Researchers from the Netherlands and Belgium received training on BTV and AHSV genome amplification utilising
a published method.
MSc and PhD students at the University of Pretoria Faculty of Veterinary science (UPFVS) were trained on BTV
isolation in embryonating chicken eggs (ECE). The students originated from various countries in the sub-Sahara
region.
Training in cell-culture based rabies diagnosis was provided to scientists at the National Veterinary Research
Institute (NVRI) in Jos, Nigeria.
As a direct result of the recommendations emanating from the 8 th South East African Rabies Group (SEARG)
conference held in Gaborone in August 2008, the OIE Sub regional office funded a rabies diagnostic training at
ARC-OVI from July 27-31, 2009. The main objective of this training was to provide both theoretical and practical
training on rabies diagnosis with a view to enhance skills and knowledge on latest diagnostic tests and techniques
available for use in the Southern African Development Community (SADC) region.
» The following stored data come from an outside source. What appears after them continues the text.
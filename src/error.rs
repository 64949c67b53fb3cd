use crate::color::error::ColorScaleError;
use crate::config::ConfigError;
use crate::records::error::LoadError;
use polars::prelude::PolarsError;
use thiserror::Error;

#[derive(Debug, Error)]
pub enum HabMonitorError {
    #[error(transparent)]
    Load(#[from] LoadError),

    #[error(transparent)]
    Config(#[from] ConfigError),

    #[error(transparent)]
    ColorScale(#[from] ColorScaleError),

    #[error("Failed to process monitoring data")]
    DataFrameProcessing(#[from] PolarsError),
}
All SADC member countries
with the exception of the Democratic Republic of Congo and Mauritius sent trainees.
5.
Organisation of scientific meetings on behalf of the OIE
None
6.
Coordination of scientific and technical studies in collaboration with other laboratories,
organisations or collaborating centres
“Surveillance network of Reoviruses, Bluetongue (BT) and African Horse Sickness (AHS), in the Mediterranean
basin” (MedReoNet). The initiator and main coordinator of this project is the Centre de cooperation internationale
en recherché argonomique pour le dèveloppement (CIRAD) in France. It involves countries from Europe, North
Africa, Turkey and South Africa. Twenty one international organisations that have dealt or are still dealing with BT,
AHS and epizootic haemorrhagic disease (EHD) are full partners in the project. Medreonet can be seen as an EU
funded coordination action aimed at the enhancement of surveillance of Culicoides - transmitted diseases: BT, AHS
and EHD. This project focuses on sharing and exchanging data, expertise, experiences and information via regular
meetings, maintaining and expanding surveillance systems, setting a European database including surveillance,
disease occurrence, virus isolation and vaccine use. It also focuses on diagnostic and control tools and ensures wide
dissemination of information to all concerned parties.
The DRC Central Veterinary Laboratory has send field frozen and formalin fixed skin nodules, trachea and spleen
specimens from two cows and calves and Lumpy Skin Disease confirmation was requested. A history of a cattle
herd consisting of animals with extensive multiple firm nodules on the body was given. The nodules and increased
secretions were also observed on the nasal, buccal, laryngeal, and
tracheal mucosa. Calves were severely affected. The causative organism, Capripox virus, was clearly demonstrated
by EM, while histopathological findings were consistent with LSDV infection and supported the diagnoses.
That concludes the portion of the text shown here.